7

It's well known that Read Committed isolation is prone to different anomalies. I read The Great Paul White's series on isolation levels. The post relevant to the discussion is this one:

It states (again, it's reasonably well known), that a statement running under read committed isolation:

Can encounter the same row multiple times;
Can miss some rows completely;

My question is about the 'missing rows' part. Examples that talk about missing rows usually demonstrate the problem using queries like:

select count(*) from table.

My question is can the rows be missed in a 'regular' select query? Meaning, can a query like

select * from table

or even

select * from table where id = @id

also miss rows that are committed before the start of that query?
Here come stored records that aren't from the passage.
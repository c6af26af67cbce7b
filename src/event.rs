//! Events emitted by the client to its consumer.
//!
//! A renderer drives its view entirely from these: every received line yields
//! an [`ClientEvent::Update`] carrying the classified line and the resulting
//! [`GameState`] snapshot, and every connection change yields a
//! [`ClientEvent::PhaseChanged`].

use std::time::Duration;

use crate::client::ConnectionPhase;
use crate::error::CommandRejection;
use crate::protocol::{ClientCommand, ProtocolEvent};
use crate::state::GameState;

/// Events produced by [`BlackjackClient`](crate::BlackjackClient).
#[derive(Debug, Clone)]
#[non_exhaustive]
pub enum ClientEvent {
    /// The connection moved to a new phase.
    PhaseChanged {
        /// The phase just entered.
        phase: ConnectionPhase,
    },

    /// A transport to the dealer was opened.
    Connected,

    /// A line was received and folded into the game state.
    Update {
        /// The line's classification.
        event: ProtocolEvent,
        /// Game state after the line was applied.
        state: Box<GameState>,
    },

    /// A command or `new_round` changed the state before the dealer answered.
    LocalUpdate {
        /// Game state after the optimistic change.
        state: Box<GameState>,
    },

    /// The gate refused the command because another one is still in flight,
    /// or there was no connection to send it on. Re-issue it once the client
    /// is ready for input again.
    CommandDropped {
        /// The command that was not sent.
        command: ClientCommand,
    },

    /// The command is not valid in the current game state and was not sent.
    CommandRejected {
        /// The refused command.
        command: ClientCommand,
        /// Why it was refused.
        reason: CommandRejection,
    },

    /// The dealer refused the login. Credentials were discarded.
    LoginRejected {
        /// The dealer's error line.
        message: String,
    },

    /// The connection was lost or closed.
    Disconnected {
        /// Human-readable reason, if one is known.
        reason: Option<String>,
    },

    /// Credentials are held, so a new connection attempt follows after `delay`.
    ReconnectScheduled {
        /// Time until the next attempt.
        delay: Duration,
    },

    /// Disconnected without credentials; the user has to log in.
    LoginRequired,
}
This question applies to Read committed with locking (not RCSI) only, as RCSI doesn't allow these types of anomalies.

1 Answer 1

11

A scenario where rows committed before the start of the SELECT query can be missed is when an index key value is updated. Consider this query:

SELECT * FROM dbo.YourTable;

The execution plan will likely perform an ordered clustered scan to return all columns. If a key value is updated and committed during the scan and the new value is less than the ordered scan point at the time of the update, the row will not be returned.

With this query:

SELECT * FROM dbo.YourTable WHERE id = @id;

The row will not be missed if id is the primary key and a singleton seek is used. But in the case of a seek/scan of non-unique index where the key value is updated and committed during the scan, the row may or may not be returned depending on the scan point that the time of the update.

2
  • Thanks, Dan! That's what I suspected, and that is actually quite scary - so, depending on the existing indices, a search can miss rows! (And thanks also for very useful blogs entries from your blog of about 10 years ago, on concurrent upsert/merge). Feb 15, 2021 at 15:25
  • 1
    @AlexanderShelemin, I've become a fan of SNAPSHOT isolation. Without an explicit transaction, SI behaves the same as RCSI except one can opt-in as needed instead of the entire DB.